Assessment:
Get Up To Speed On These OASIS-C1 Highlights
Published on Fri Sep 12, 2014
Clinicians will welcome the changes with open arms, experts predict.
These are some of the most critical changes that will occur in the updated OASIS assessment tool that takes effect Jan. 1, according to OASIS expert Lisa Selman-Holman of Selman-Holman & Asso-ciates and CoDR — Coding Done Right in Denton, Texas:
-
Minor changes include substituting "for example" for e.g., "specifically" for i.e. and always capitalizing Unstageable (and removing quotation marks).
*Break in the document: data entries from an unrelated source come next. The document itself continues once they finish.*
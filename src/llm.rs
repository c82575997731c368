use async_trait::async_trait;
use reqwest::header::{HeaderMap, HeaderValue, CONTENT_TYPE};
use reqwest::Client;
use std::time::Duration;
use tracing::{debug, info};

use crate::api_types::{ChatMessage, MessagesRequest, MessagesResponse};
use crate::config::Settings;
use crate::error::AttemptError;

const ANTHROPIC_VERSION: &str = "2023-06-01";

/// A chat-completion style text generator.
#[async_trait]
pub trait TextGenerator {
    fn model(&self) -> &str;

    async fn generate(
        &self,
        prompt: &str,
        max_tokens: u32,
    ) -> Result<MessagesResponse, AttemptError>;
}

/// Messages API client pointed at the configured base URL.
pub struct AnthropicClient {
    client: Client,
    base_url: String,
    model: String,
}

impl AnthropicClient {
    pub fn new(settings: &Settings, timeout: Duration) -> anyhow::Result<Self> {
        let mut headers = HeaderMap::new();
        headers.insert(CONTENT_TYPE, HeaderValue::from_static("application/json"));
        headers.insert("x-api-key", HeaderValue::from_str(&settings.api_key)?);
        headers.insert("anthropic-version", HeaderValue::from_static(ANTHROPIC_VERSION));

        let client = Client::builder()
            .default_headers(headers)
            .timeout(timeout)
            .build()?;

        Ok(Self {
            client,
            base_url: settings.api_base_url.clone(),
            model: settings.model.clone(),
        })
    }
}

#[async_trait]
impl TextGenerator for AnthropicClient {
    fn model(&self) -> &str {
        &self.model
    }

    async fn generate(
        &self,
        prompt: &str,
        max_tokens: u32,
    ) -> Result<MessagesResponse, AttemptError> {
        let start = std::time::Instant::now();
        let url = format!("{}/v1/messages", self.base_url);

        debug!("LLM call starting - prompt_length={} chars", prompt.chars().count());

        let request = MessagesRequest {
            model: self.model.clone(),
            max_tokens,
            messages: vec![ChatMessage {
                role: "user".to_string(),
                content: prompt.to_string(),
            }],
        };

        let resp = self
            .client
            .post(&url)
            .json(&request)
            .send()
            .await
            .map_err(|e| AttemptError::Transport(e.to_string()))?;

        let status = resp.status();
        if !status.is_success() {
            let body = resp.text().await.unwrap_or_default();
            return Err(AttemptError::Status {
                status: status.as_u16(),
                body,
            });
        }

        let parsed: MessagesResponse = resp
            .json()
            .await
            .map_err(|e| AttemptError::Transport(format!("failed to decode response: {}", e)))?;

        info!(
            "LLM API call completed - duration={:.2}s, blocks={}",
            start.elapsed().as_secs_f32(),
            parsed.content.len()
        );

        Ok(parsed)
    }
}
//! Idea extraction: prompt the text generator, pull a JSON array out of its
//! free-form reply, retry with linear backoff.

use async_trait::async_trait;
use regex::Regex;
use std::sync::OnceLock;
use std::time::Duration;
use tracing::{debug, error, info, warn};

use crate::api_types::MessagesResponse;
use crate::classify::classify;
use crate::error::{AttemptError, PipelineError};
use crate::llm::TextGenerator;
use crate::models::{IdeaDraft, IdeaRecord, TopicRecord};
use crate::prompts::idea_prompt;

/// Delay between attempts. Injected so retries are testable without wall-clock waits.
#[async_trait]
pub trait Sleeper {
    async fn sleep(&self, duration: Duration);
}

pub struct TokioSleeper;

#[async_trait]
impl Sleeper for TokioSleeper {
    async fn sleep(&self, duration: Duration) {
        tokio::time::sleep(duration).await;
    }
}

#[derive(Debug, Clone, Copy)]
pub struct RetryPolicy {
    pub max_attempts: u32,
    /// Delay after attempt `n` is `n * backoff_step`.
    pub backoff_step: Duration,
    pub max_tokens: u32,
}

impl Default for RetryPolicy {
    fn default() -> Self {
        Self {
            max_attempts: 3,
            backoff_step: Duration::from_millis(5000),
            max_tokens: 8000,
        }
    }
}

impl RetryPolicy {
    pub fn with_max_attempts(max_attempts: u32) -> Self {
        Self {
            max_attempts: max_attempts.max(1),
            ..Self::default()
        }
    }

    pub fn delay_after(&self, attempt: u32) -> Duration {
        self.backoff_step * attempt
    }
}

/// Which strategy located the JSON array.
#[derive(Debug, Clone, Copy, PartialEq, Eq)]
pub enum JsonSource {
    FencedBlock,
    BracketSpan,
    WholeText,
}

type Candidate = fn(&str) -> Option<&str>;

const STRATEGIES: [(JsonSource, Candidate); 3] = [
    (JsonSource::FencedBlock, fenced_block as Candidate),
    (JsonSource::BracketSpan, bracket_span as Candidate),
    (JsonSource::WholeText, whole_text as Candidate),
];

fn fenced_block(text: &str) -> Option<&str> {
    static FENCE_RE: OnceLock<Regex> = OnceLock::new();
    let re = FENCE_RE
        .get_or_init(|| Regex::new(r"```(?:json)?\s*([\s\S]*?)```").expect("valid regex"));
    re.captures(text)
        .and_then(|c| c.get(1))
        .map(|m| m.as_str().trim())
}

fn bracket_span(text: &str) -> Option<&str> {
    let start = text.find('[')?;
    let end = text.rfind(']')?;
    (end > start).then(|| &text[start..=end])
}

fn whole_text(text: &str) -> Option<&str> {
    Some(text.trim())
}

/// Try each strategy in order; the first candidate that parses as an array of ideas wins.
pub fn parse_idea_array(text: &str) -> Option<(JsonSource, Vec<IdeaDraft>)> {
    STRATEGIES.iter().find_map(|(source, candidate)| {
        let slice = candidate(text)?;
        match serde_json::from_str::<Vec<IdeaDraft>>(slice) {
            Ok(drafts) => Some((*source, drafts)),
            Err(e) => {
                debug!("JSON parse via {:?} failed: {}", source, e);
                None
            }
        }
    })
}

/// Pull the response text out of the first content block, rejecting empty or non-text replies.
pub fn response_text(resp: &MessagesResponse) -> Result<&str, AttemptError> {
    let first = resp.content.first().ok_or(AttemptError::EmptyContent)?;
    if first.kind != "text" {
        return Err(AttemptError::NonTextContent(first.kind.clone()));
    }
    if first.text.is_empty() {
        return Err(AttemptError::EmptyText);
    }
    Ok(&first.text)
}

fn head_chars(s: &str, n: usize) -> String {
    s.chars().take(n).collect()
}

fn tail_chars(s: &str, n: usize) -> String {
    let count = s.chars().count();
    s.chars().skip(count.saturating_sub(n)).collect()
}

async fn attempt_once<G>(
    generator: &G,
    prompt: &str,
    max_tokens: u32,
) -> Result<Vec<IdeaDraft>, AttemptError>
where
    G: TextGenerator + Sync + ?Sized,
{
    let resp = generator.generate(prompt, max_tokens).await?;

    info!(
        "API response - stop_reason={}, content_blocks={}, usage={}",
        resp.stop_reason.as_deref().unwrap_or("none"),
        resp.content.len(),
        serde_json::to_string(&resp.usage).unwrap_or_default()
    );

    let text = response_text(&resp)?;
    debug!("Received response - length={} chars", text.chars().count());

    match parse_idea_array(text) {
        Some((source, drafts)) => {
            debug!("Extracted JSON array via {:?}", source);
            Ok(drafts)
        }
        None => {
            debug!("Response head (1000 chars): {}", head_chars(text, 1000));
            debug!("Response tail (500 chars): {}", tail_chars(text, 500));
            Err(AttemptError::UnparseableJson)
        }
    }
}

/// Ask the generator for one idea per topic and return them tiered, in reply order.
pub async fn extract_ideas<G, S>(
    generator: &G,
    sleeper: &S,
    topics: &[TopicRecord],
    policy: RetryPolicy,
) -> Result<Vec<IdeaRecord>, PipelineError>
where
    G: TextGenerator + Sync + ?Sized,
    S: Sleeper + Sync + ?Sized,
{
    let prompt = idea_prompt(topics);
    let max_attempts = policy.max_attempts.max(1);
    let mut last_error: Option<AttemptError> = None;

    info!(
        "Idea extraction starting - topics={}, model={}, max_attempts={}",
        topics.len(),
        generator.model(),
        max_attempts
    );

    for attempt in 1..=max_attempts {
        info!("API call attempt {}/{}", attempt, max_attempts);

        match attempt_once(generator, &prompt, policy.max_tokens).await {
            Ok(drafts) => {
                for d in drafts.iter().filter(|d| !d.scores.is_consistent()) {
                    warn!(
                        "Score total mismatch - topic={}, total={:?}, sum={}",
                        d.topic,
                        d.scores.total,
                        d.scores.component_sum()
                    );
                }
                info!("Parsed {} product ideas", drafts.len());
                return Ok(classify(drafts));
            }
            Err(e) => {
                warn!("Attempt {} failed: {}", attempt, e);
                last_error = Some(e);
                if attempt < max_attempts {
                    let wait = policy.delay_after(attempt);
                    info!("Retrying in {}s", wait.as_secs());
                    sleeper.sleep(wait).await;
                }
            }
        }
    }

    error!("Idea extraction failed - all {} attempts exhausted", max_attempts);
    Err(PipelineError::Extraction {
        attempts: max_attempts,
        message: last_error.map_or_else(|| "unknown error".to_string(), |e| e.to_string()),
    })
}
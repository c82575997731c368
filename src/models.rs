use serde::{Deserialize, Deserializer, Serialize};

#[derive(Debug, Clone, PartialEq, Eq, Serialize, Deserialize)]
pub struct TopicRecord {
    pub name: String,
    pub popularity: String,
}

#[derive(Debug, Clone, Copy, PartialEq, Eq, Hash, PartialOrd, Ord, Serialize, Deserialize)]
#[serde(rename_all = "lowercase")]
pub enum Tier {
    Excellent,
    Good,
    Normal,
}

impl Tier {
    /// Presentation order: best tier first.
    pub const ALL: [Tier; 3] = [Tier::Excellent, Tier::Good, Tier::Normal];

    pub fn from_total(total: Option<u32>) -> Tier {
        match total {
            Some(t) if t >= 80 => Tier::Excellent,
            Some(t) if t >= 60 => Tier::Good,
            _ => Tier::Normal,
        }
    }

    pub fn css_class(self) -> &'static str {
        match self {
            Tier::Excellent => "excellent",
            Tier::Good => "good",
            Tier::Normal => "normal",
        }
    }

    pub fn label(self) -> &'static str {
        match self {
            Tier::Excellent => "Excellent",
            Tier::Good => "Good",
            Tier::Normal => "Normal",
        }
    }

    pub fn range_caption(self) -> &'static str {
        match self {
            Tier::Excellent => "≥80",
            Tier::Good => "60-79",
            Tier::Normal => "<60",
        }
    }
}

/// Sub-scores as returned by the model. Values that are missing or not a
/// non-negative number deserialize as `None`.
#[derive(Debug, Clone, Default, PartialEq, Eq, Serialize, Deserialize)]
#[serde(default)]
pub struct ScoreBreakdown {
    #[serde(deserialize_with = "lenient_score")]
    pub innovation: Option<u32>,
    #[serde(deserialize_with = "lenient_score")]
    pub topicality: Option<u32>,
    #[serde(deserialize_with = "lenient_score")]
    pub fun: Option<u32>,
    #[serde(deserialize_with = "lenient_score")]
    pub practicality: Option<u32>,
    #[serde(deserialize_with = "lenient_score")]
    pub feasibility: Option<u32>,
    #[serde(deserialize_with = "lenient_score")]
    pub total: Option<u32>,
}

impl ScoreBreakdown {
    pub const MAX_INNOVATION: u32 = 30;
    pub const MAX_TOPICALITY: u32 = 25;
    pub const MAX_FUN: u32 = 25;
    pub const MAX_PRACTICALITY: u32 = 10;
    pub const MAX_FEASIBILITY: u32 = 10;

    /// Sum of the five sub-scores, absent ones counting as zero.
    /// Widened to `u64` so arbitrary model values cannot overflow.
    pub fn component_sum(&self) -> u64 {
        [
            self.innovation,
            self.topicality,
            self.fun,
            self.practicality,
            self.feasibility,
        ]
        .iter()
        .map(|s| u64::from(s.unwrap_or(0)))
        .sum()
    }

    pub fn is_consistent(&self) -> bool {
        self.total.map(u64::from) == Some(self.component_sum())
    }

    /// (label, value, max) rows in display order.
    pub fn rows(&self) -> [(&'static str, u32, u32); 5] {
        [
            ("Innovation", self.innovation.unwrap_or(0), Self::MAX_INNOVATION),
            ("Topicality", self.topicality.unwrap_or(0), Self::MAX_TOPICALITY),
            ("Fun", self.fun.unwrap_or(0), Self::MAX_FUN),
            ("Practicality", self.practicality.unwrap_or(0), Self::MAX_PRACTICALITY),
            ("Feasibility", self.feasibility.unwrap_or(0), Self::MAX_FEASIBILITY),
        ]
    }
}

fn lenient_score<'de, D>(deserializer: D) -> Result<Option<u32>, D::Error>
where
    D: Deserializer<'de>,
{
    let value = serde_json::Value::deserialize(deserializer)?;
    Ok(score_from_value(&value))
}

fn score_from_value(value: &serde_json::Value) -> Option<u32> {
    match value {
        serde_json::Value::Number(n) => {
            if let Some(u) = n.as_u64() {
                u32::try_from(u).ok()
            } else {
                n.as_f64()
                    .filter(|f| f.is_finite() && *f >= 0.0 && *f <= u32::MAX as f64)
                    .map(|f| f.round() as u32)
            }
        }
        serde_json::Value::String(s) => s.trim().parse::<u32>().ok(),
        _ => None,
    }
}

fn lenient_text<'de, D>(deserializer: D) -> Result<String, D::Error>
where
    D: Deserializer<'de>,
{
    let value = serde_json::Value::deserialize(deserializer)?;
    Ok(text_from_value(value).unwrap_or_default())
}

fn text_from_value(value: serde_json::Value) -> Option<String> {
    match value {
        serde_json::Value::String(s) => Some(s),
        serde_json::Value::Number(n) => Some(n.to_string()),
        serde_json::Value::Bool(b) => Some(b.to_string()),
        _ => None,
    }
}

// a bare string becomes a one-point timeline; null and other shapes become empty
fn lenient_list<'de, D>(deserializer: D) -> Result<Vec<String>, D::Error>
where
    D: Deserializer<'de>,
{
    let value = serde_json::Value::deserialize(deserializer)?;
    Ok(match value {
        serde_json::Value::Array(items) => {
            items.into_iter().filter_map(text_from_value).collect()
        }
        serde_json::Value::String(s) if !s.trim().is_empty() => vec![s],
        _ => Vec::new(),
    })
}

fn lenient_scores<'de, D>(deserializer: D) -> Result<ScoreBreakdown, D::Error>
where
    D: Deserializer<'de>,
{
    let value = serde_json::Value::deserialize(deserializer)?;
    Ok(match value {
        serde_json::Value::Object(_) => serde_json::from_value(value).unwrap_or_default(),
        _ => ScoreBreakdown::default(),
    })
}

/// One idea as parsed from the model output, before classification.
/// Null or wrong-typed fields fall back to their defaults instead of failing the record.
#[derive(Debug, Clone, Default, PartialEq, Eq, Serialize, Deserialize)]
#[serde(default, rename_all = "camelCase")]
pub struct IdeaDraft {
    #[serde(rename = "hotTopic", alias = "topic", deserialize_with = "lenient_text")]
    pub topic: String,
    #[serde(deserialize_with = "lenient_text")]
    pub product_name: String,
    #[serde(deserialize_with = "lenient_text")]
    pub core_function: String,
    #[serde(deserialize_with = "lenient_text")]
    pub target_users: String,
    #[serde(rename = "eventTimeline", alias = "timeline", deserialize_with = "lenient_list")]
    pub timeline: Vec<String>,
    #[serde(deserialize_with = "lenient_scores")]
    pub scores: ScoreBreakdown,
}

#[derive(Debug, Clone, PartialEq, Eq, Serialize)]
pub struct IdeaRecord {
    pub topic: String,
    pub product_name: String,
    pub core_function: String,
    pub target_users: String,
    pub timeline: Vec<String>,
    pub scores: ScoreBreakdown,
    pub tier: Tier,
}

#[cfg(test)]
mod tests {
    use super::*;
    use serde_json::json;

    #[test]
    fn test_tier_boundaries() {
        assert_eq!(Tier::from_total(Some(84)), Tier::Excellent);
        assert_eq!(Tier::from_total(Some(80)), Tier::Excellent);
        assert_eq!(Tier::from_total(Some(79)), Tier::Good);
        assert_eq!(Tier::from_total(Some(60)), Tier::Good);
        assert_eq!(Tier::from_total(Some(59)), Tier::Normal);
        assert_eq!(Tier::from_total(Some(0)), Tier::Normal);
        assert_eq!(Tier::from_total(None), Tier::Normal);
    }

    #[test]
    fn test_idea_draft_from_model_keys() {
        let draft: IdeaDraft = serde_json::from_value(json!({
            "hotTopic": "Heatwave",
            "productName": "CoolMap",
            "coreFunction": "Finds shade.",
            "targetUsers": "Commuters",
            "eventTimeline": ["a", "b", "c"],
            "scores": {
                "innovation": 25, "topicality": 22, "fun": 20,
                "practicality": 8, "feasibility": 9, "total": 84
            }
        }))
        .unwrap();

        assert_eq!(draft.topic, "Heatwave");
        assert_eq!(draft.timeline.len(), 3);
        assert_eq!(draft.scores.total, Some(84));
        assert!(draft.scores.is_consistent());
    }

    #[test]
    fn test_lenient_scores() {
        let scores: ScoreBreakdown = serde_json::from_value(json!({
            "innovation": 24.6,
            "topicality": "20",
            "fun": -3,
            "practicality": null,
            "total": "n/a"
        }))
        .unwrap();

        assert_eq!(scores.innovation, Some(25));
        assert_eq!(scores.topicality, Some(20));
        assert_eq!(scores.fun, None);
        assert_eq!(scores.practicality, None);
        assert_eq!(scores.feasibility, None);
        assert_eq!(scores.total, None);
        assert_eq!(scores.component_sum(), 45);
        assert!(!scores.is_consistent());
    }

    #[test]
    fn test_missing_scores_object_defaults() {
        let draft: IdeaDraft = serde_json::from_value(json!({ "hotTopic": "x" })).unwrap();
        assert_eq!(draft.scores, ScoreBreakdown::default());
        assert_eq!(Tier::from_total(draft.scores.total), Tier::Normal);
    }

    #[test]
    fn test_huge_sub_scores_do_not_overflow() {
        let scores: ScoreBreakdown = serde_json::from_value(json!({
            "innovation": 4000000000u64, "topicality": 4000000000u64,
            "fun": 4000000000u64, "practicality": 4000000000u64,
            "feasibility": 4000000000u64, "total": 85
        }))
        .unwrap();
        assert_eq!(scores.component_sum(), 20_000_000_000);
        assert!(!scores.is_consistent());
        assert_eq!(Tier::from_total(scores.total), Tier::Excellent);
    }

    #[test]
    fn test_null_fields_fall_back_to_defaults() {
        let draft: IdeaDraft = serde_json::from_value(json!({
            "hotTopic": "Heatwave",
            "productName": null,
            "coreFunction": 42,
            "targetUsers": ["not", "text"],
            "eventTimeline": null,
            "scores": null
        }))
        .unwrap();

        assert_eq!(draft.topic, "Heatwave");
        assert_eq!(draft.product_name, "");
        assert_eq!(draft.core_function, "42");
        assert_eq!(draft.target_users, "");
        assert!(draft.timeline.is_empty());
        assert_eq!(draft.scores, ScoreBreakdown::default());
        assert_eq!(Tier::from_total(draft.scores.total), Tier::Normal);
    }

    #[test]
    fn test_single_string_timeline() {
        let draft: IdeaDraft =
            serde_json::from_value(json!({ "eventTimeline": "one; two" })).unwrap();
        assert_eq!(draft.timeline, ["one; two"]);

        let draft: IdeaDraft =
            serde_json::from_value(json!({ "eventTimeline": ["a", null, 3] })).unwrap();
        assert_eq!(draft.timeline, ["a", "3"]);
    }

    #[test]
    fn test_non_object_scores_default() {
        let draft: IdeaDraft =
            serde_json::from_value(json!({ "hotTopic": "x", "scores": "85" })).unwrap();
        assert_eq!(draft.scores, ScoreBreakdown::default());
    }

    #[test]
    fn test_inconsistent_total_is_kept() {
        let scores: ScoreBreakdown = serde_json::from_value(json!({
            "innovation": 10, "topicality": 10, "fun": 10,
            "practicality": 5, "feasibility": 5, "total": 90
        }))
        .unwrap();
        assert_eq!(scores.component_sum(), 40);
        assert!(!scores.is_consistent());
        assert_eq!(Tier::from_total(scores.total), Tier::Excellent);
    }
}
mod api_types;
mod classify;
mod config;
mod error;
mod extract;
mod fetch;
mod llm;
mod models;
mod orchestrator;
mod prompts;
mod render;

use anyhow::Result;
use clap::Parser;
use std::path::PathBuf;
use std::time::Duration;
use tracing::{debug, info};

use config::{parse_top_n, Settings};
use extract::{RetryPolicy, TokioSleeper};
use fetch::TianApiSource;
use llm::AnthropicClient;
use orchestrator::{report_name, run_report, JobSettings, RunClock};

const HTTP_TIMEOUT: Duration = Duration::from_secs(300);

/// Trend Ideas - trending-topic product idea report generator
#[derive(Parser, Debug)]
#[command(version, about, long_about = None)]
struct Args {
    /// Number of topics to analyze, as `top<N>` (default: top10)
    selection: Option<String>,

    /// Output directory for generated reports
    #[arg(short, long, default_value = "reports")]
    report_dir: PathBuf,

    /// Maximum number of generation attempts
    #[arg(long, default_value_t = 3)]
    max_retries: u32,
}

#[tokio::main]
async fn main() -> Result<()> {
    // Initialize tracing
    tracing_subscriber::fmt()
        .with_env_filter(
            tracing_subscriber::EnvFilter::try_from_default_env()
                .unwrap_or_else(|_| tracing_subscriber::EnvFilter::new("info"))
        )
        .with_target(false)
        .with_thread_ids(false)
        .with_line_number(true)
        .init();

    let args = Args::parse();
    let top_n = parse_top_n(args.selection.as_deref());

    // Credentials are checked before any network traffic
    let settings = Settings::from_env()?;
    debug!("Resolved settings: {:?}", settings);

    let clock = RunClock::now();
    let report_dir = std::path::absolute(&args.report_dir).unwrap_or(args.report_dir);

    info!("Starting trend_ideas");
    info!(
        "Run parameters - selection=top{}, api_base={}, model={}, report={}, report_time={}",
        top_n,
        settings.api_base_url,
        settings.model,
        report_dir.join(report_name(&clock)).display(),
        clock.display()
    );

    let http = reqwest::Client::builder().timeout(HTTP_TIMEOUT).build()?;
    let source = TianApiSource::new(http, settings.topic_api_key.clone());
    let generator = AnthropicClient::new(&settings, HTTP_TIMEOUT)?;

    let job = JobSettings {
        top_n,
        report_dir,
        retry: RetryPolicy::with_max_attempts(args.max_retries),
        github_output: settings.github_output.clone(),
    };

    let summary = run_report(&source, &generator, &TokioSleeper, &job, clock).await?;

    info!(
        "Analysis complete - report={}, path={}, excellent={}, good={}, normal={}",
        summary.report_name,
        summary.report_path.display(),
        summary.excellent,
        summary.good,
        summary.normal
    );
    Ok(())
}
In the OASIS-C1, CMS refers to non-adherence rather than non-compliance in an effort to indicate more patient autonomy. "Most changes will be simple because Medicare is clarifying what they have already indicated as intention in previous Q&As," Selman-Holman says. "However, sometimes new items will take more training,"
-
One new item: M1309 — Worsening in Pressure Ulcer Status since SOC/ROC.
-
Modified response options for M1308. The second column and the word non-epithelialized will be removed.
-
Modified response option for M1334. Status of Most Problematic Stasis Ulcer will have ‘0’ for newly epithelialized removed. This item was an error and needed to be corrected since stasis ulcers, once epithelialized, are no longer there.
-
Modified response options for M1910 — Has this patient had a multi-factor Falls Risk Assessment using a standardized, validated assessment tool? The answer descriptions will be changed to make the intent more clear.
"The changes in OASIS-C1 are all very positive for clinicians and will likely produce better outcomes because clinicians will understand them better and answer the OASIS questions more accurately," says nurse consultant Lynda Laff with Laff Associates in Hilton Head Island, S.C.